雖然有換一任新主官就換一批新從吏的官場潛規則在,實際上如果不能被舊主帶去收益更高的地方,又與舊主情誼和牽扯不深的話,許多更有“上進心”的從吏們是不會心甘情愿騰地方的。
就好像李清初任屯田都尉時,手下有前任的掾佐非得被懟臉申斥幾回才能死心離任的;也有一直茍到費習四個都從并州大營辭官另謀出路、一直到現在戰爭開啟后想跑也跑不了的;更有好運到遇到張理這種剛到費縣就能賣官鬻爵的。
萬一新上官手下人不夠呢?萬一新上官發現自己更趁手呢?萬一……
尤其是像孫放這種對身后一眾幕僚、從屬全無安排突然病逝的情況下,雖然眼看著察事司就要空降新上官,一干高級探員和官屬里幾乎沒有甘愿放棄手中權柄的。
他們見顧毗回來,陸續打著給孫放報仇名義,實則都是懷揣各種私利小九九的心思,表面上都跟顧毗說要抱團,與新上官分庭抗禮,實際上還得看新上司帶來的屬官到底會不會對自己的位置造成威脅。
人總是難免被一線希望牽引著,做出種種選擇。
顧毗一邊看昨天和今天堆積的密奏,一邊哼哼哈哈的應付他們,心想自己怕是要辜負他們的期望了。
他身上還有一年的孝期,如果東萊侯不似孫放這樣百無禁忌只看忠義和能力,那么只一句不敢耽擱顧侯守制就能把他踢出察事司。
這些小官小吏想拿他當槍使的念頭,根本都是夢幻泡影。
這也是更“人精”的代簦清晨時那樣頹唐的原因,他一早就看穿,無論誰繼任察事司統領,顧毗和他是必須要被替換掉的,己方根本沒有勝算。
孫放引為心腹的幕僚一共就兩個。一個正在昔陽縣縣衙正堂給他跪靈、燒紙;一個代簦通紅著兩眼剛被齊府的大管事恭敬卻疏離的送出大門。
知道自己很快就要被踢出察事司,代簦琢磨一夜,知道光靠自己一腔碧血是無法為東翁復仇的,所以他打起了察事司“先輩”——外事司的主意。
在孫武將“上兵伐謀”這四字真言寫在《孫子兵法》之前,彼時各國之間用間(jiàn)之事就屢見不鮮。如今別國能謀劃東吳這么多年,都是東吳內視的眼睛不夠多、不夠細的原因造成,直接促成察事司的興立。

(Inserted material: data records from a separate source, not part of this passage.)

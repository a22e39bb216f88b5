/*
 * vSMTP mail transfer agent
 * Copyright (C) 2022 viridIT SAS
 *
 * This program is free software: you can redistribute it and/or modify it under
 * the terms of the GNU General Public License as published by the Free Software
 * Foundation, either version 3 of the License, or any later version.
 *
 * This program is distributed in the hope that it will be useful, but WITHOUT
 * ANY WARRANTY; without even the implied warranty of MERCHANTABILITY or FITNESS
 * FOR A PARTICULAR PURPOSE.  See the GNU General Public License for more details.
 *
 * You should have received a copy of the GNU General Public License along with
 * this program. If not, see https://www.gnu.org/licenses/.
 *
*/
#![allow(missing_docs)]

use crate::field::{
    FieldRunner, FieldServerArchive, FieldServerBounce, FieldServerDelivery, FieldServerDigest,
    FieldServerLists, FieldServerLogSystem, FieldServerMaster, FieldServerPending,
    FieldServerQueues, FieldServerRunner,
};

pub struct WantsVersion(pub(crate) ());

pub struct WantsServer {
    pub(crate) parent: WantsVersion,
    pub(super) version_requirement: semver::VersionReq,
}

pub struct WantsServerLogs {
    pub(crate) parent: WantsServer,
    pub(super) name: String,
}

pub struct WantsServerQueues {
    pub(crate) parent: WantsServerLogs,
    pub(super) filename: std::path::PathBuf,
    pub(super) level: Vec<tracing_subscriber::filter::Directive>,
    pub(super) system: Option<FieldServerLogSystem>,
}

pub struct WantsServerRunner {
    pub(crate) parent: WantsServerQueues,
    pub(super) queues: FieldServerQueues,
}

pub struct WantsServerLists {
    pub(crate) parent: WantsServerRunner,
    pub(super) runner: FieldServerRunner,
}

pub struct WantsServerDelivery {
    pub(crate) parent: WantsServerLists,
    pub(super) lists: FieldServerLists,
}

pub struct WantsServerBounce {
    pub(crate) parent: WantsServerDelivery,
    pub(super) delivery: FieldServerDelivery,
}

pub struct WantsServerArchive {
    pub(crate) parent: WantsServerBounce,
    pub(super) bounce: FieldServerBounce,
}

pub struct WantsServerDataDir {
    pub(crate) parent: WantsServerArchive,
    pub(super) archive: FieldServerArchive,
}

pub struct WantsValidate {
    pub(crate) parent: WantsServerDataDir,
    pub(super) data_dir: std::path::PathBuf,
    pub(super) runners: Vec<FieldRunner>,
    pub(super) pending: FieldServerPending,
    pub(super) digest: FieldServerDigest,
    pub(super) master: FieldServerMaster,
}
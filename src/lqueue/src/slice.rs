/*
 * vSMTP mail transfer agent
 * Copyright (C) 2022 viridIT SAS
 *
 * This program is free software: you can redistribute it and/or modify it under
 * the terms of the GNU General Public License as published by the Free Software
 * Foundation, either version 3 of the License, or any later version.
 *
 * This program is distributed in the hope that it will be useful, but WITHOUT
 * ANY WARRANTY; without even the implied warranty of MERCHANTABILITY or FITNESS
 * FOR A PARTICULAR PURPOSE.  See the GNU General Public License for more details.
 *
 * You should have received a copy of the GNU General Public License along with
 * this program. If not, see https://www.gnu.org/licenses/.
 *
*/
use crate::EntryId;

/// Error produced when parsing a slice.
#[derive(Debug, thiserror::Error, PartialEq, Eq)]
pub enum SliceError {
    /// Not of the form `<index>/<count>`.
    #[error("expected `<index>/<count>`, got `{0}`")]
    Format(String),
    /// `count` is zero or `index` is not lower than `count`.
    #[error("slice {index} out of {count} is out of range")]
    OutOfRange {
        ///
        index: u32,
        ///
        count: u32,
    },
}

/// One of the `count` equal shares of the digest space, processed by a single
/// runner process.
#[derive(Debug, Clone, Copy, PartialEq, Eq)]
pub struct Slice {
    index: u32,
    count: u32,
}

type Limbs = [u32; 6];

/// `2^160 * numerator / count`, big-endian limbs.
fn scaled(numerator: u32, count: u32) -> Limbs {
    let count = u64::from(count);
    let mut out = [0; 6];
    let mut remainder = 0_u64;
    for (i, limb) in [numerator, 0, 0, 0, 0, 0].into_iter().enumerate() {
        let current = (remainder << 32) | u64::from(limb);
        // remainder < count so the quotient fits in a limb
        #[allow(clippy::cast_possible_truncation)]
        {
            out[i] = (current / count) as u32;
        }
        remainder = current % count;
    }
    out
}

fn decrement(mut value: Limbs) -> Limbs {
    for limb in value.iter_mut().rev() {
        let (next, borrow) = limb.overflowing_sub(1);
        *limb = next;
        if !borrow {
            break;
        }
    }
    value
}

impl Slice {
    /// # Errors
    ///
    /// * `count` is zero or `index >= count`
    pub const fn new(index: u32, count: u32) -> Result<Self, SliceError> {
        if count == 0 || index >= count {
            return Err(SliceError::OutOfRange { index, count });
        }
        Ok(Self { index, count })
    }

    /// The slice covering the whole digest space.
    #[must_use]
    pub const fn whole() -> Self {
        Self { index: 0, count: 1 }
    }

    ///
    #[must_use]
    pub const fn index(&self) -> u32 {
        self.index
    }

    ///
    #[must_use]
    pub const fn count(&self) -> u32 {
        self.count
    }

    /// Inclusive bounds of the slice, as 192 bits big-endian integers.
    fn bounds(self) -> (Limbs, Limbs) {
        (
            scaled(self.index, self.count),
            decrement(scaled(self.index + 1, self.count)),
        )
    }

    /// Does the digest of the entry fall in this slice.
    #[must_use]
    pub fn contains(&self, id: &EntryId) -> bool {
        let digest = id.digest();
        let value: Limbs = [0, digest[0], digest[1], digest[2], digest[3], digest[4]];
        let (lower, upper) = self.bounds();
        lower <= value && value <= upper
    }
}

impl std::str::FromStr for Slice {
    type Err = SliceError;

    fn from_str(s: &str) -> Result<Self, Self::Err> {
        let error = || SliceError::Format(s.to_string());
        let (index, count) = s.split_once('/').ok_or_else(error)?;
        Self::new(
            index.trim().parse().map_err(|_| error())?,
            count.trim().parse().map_err(|_| error())?,
        )
    }
}

impl std::fmt::Display for Slice {
    fn fmt(&self, f: &mut std::fmt::Formatter<'_>) -> std::fmt::Result {
        write!(f, "{}/{}", self.index, self.count)
    }
}

#[cfg(test)]
mod tests {
    use super::*;
    use pretty_assertions::assert_eq;

    fn id(digest: &str) -> EntryId {
        format!("1.0+{digest}").parse().unwrap()
    }

    #[test]
    fn parse() {
        assert_eq!("1/4".parse::<Slice>().unwrap(), Slice::new(1, 4).unwrap());
        assert_eq!(
            "4/4".parse::<Slice>().unwrap_err(),
            SliceError::OutOfRange { index: 4, count: 4 }
        );
        assert_eq!(
            "1/0".parse::<Slice>().unwrap_err(),
            SliceError::OutOfRange { index: 1, count: 0 }
        );
        assert_eq!(
            "1-4".parse::<Slice>().unwrap_err(),
            SliceError::Format("1-4".to_string())
        );
        assert_eq!(Slice::new(2, 3).unwrap().to_string(), "2/3");
    }

    #[test]
    fn bounds_of_halves() {
        let (lower, upper) = Slice::new(0, 2).unwrap().bounds();
        assert_eq!(lower, [0; 6]);
        assert_eq!(upper, [0, 0x7fff_ffff, u32::MAX, u32::MAX, u32::MAX, u32::MAX]);

        let (lower, upper) = Slice::new(1, 2).unwrap().bounds();
        assert_eq!(lower, [0, 0x8000_0000, 0, 0, 0, 0]);
        assert_eq!(upper, [0, u32::MAX, u32::MAX, u32::MAX, u32::MAX, u32::MAX]);
    }

    #[test]
    fn whole_contains_everything() {
        let whole = Slice::whole();
        assert!(whole.contains(&id("0000000000000000000000000000000000000000")));
        assert!(whole.contains(&id("ffffffffffffffffffffffffffffffffffffffff")));
    }

    #[rstest::rstest]
    #[case("0000000000000000000000000000000000000000", 0)]
    #[case("3fffffffffffffffffffffffffffffffffffffff", 0)]
    #[case("4000000000000000000000000000000000000000", 1)]
    #[case("7fffffffffffffffffffffffffffffffffffffff", 1)]
    #[case("8000000000000000000000000000000000000000", 2)]
    #[case("c000000000000000000000000000000000000000", 3)]
    #[case("ffffffffffffffffffffffffffffffffffffffff", 3)]
    fn quarters(#[case] digest: &str, #[case] expected: u32) {
        let owners = (0..4)
            .filter(|i| Slice::new(*i, 4).unwrap().contains(&id(digest)))
            .collect::<Vec<_>>();
        assert_eq!(owners, vec![expected]);
    }

    #[test]
    fn thirds_partition() {
        let digests = (0..=255_u8)
            .map(|b| format!("{b:02x}{}", "5a".repeat(19)))
            .collect::<Vec<_>>();
        for digest in &digests {
            let owners = (0..3)
                .filter(|i| Slice::new(*i, 3).unwrap().contains(&id(digest)))
                .count();
            assert_eq!(owners, 1, "{digest}");
        }
    }
}
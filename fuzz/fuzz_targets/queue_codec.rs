#![no_main]
use libfuzzer_sys::fuzz_target;

fuzz_target!(|data: &[u8]| {
    let _ = lqueue::codec::decode(data);
});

可從孫權取消校事的檢察權后,孫皓就偷偷建立了一個專門對外國行間的機構——外事司。
到如今,這個外事司的統領名義上是孫瑾的大長秋、齊氏族長的庶兄齊令,實際上真正管理事務的就是少府下互市監監丞、齊氏族長、齊亭的父親齊戎。
外事司的各個成員對外都供職于互市監,實際的核心辦公地點就在齊府。察事司把辦公地點設在樂安侯府掩人耳目,也是學的外事司。
無論孫放之死只是并州那些蠹蟲心虛之下干的惡事,還是別國奸細下的手,總之與桓楚、南晉覬覦大吳脫不開干系。是以,代簦送走世子后立刻就來齊府自薦。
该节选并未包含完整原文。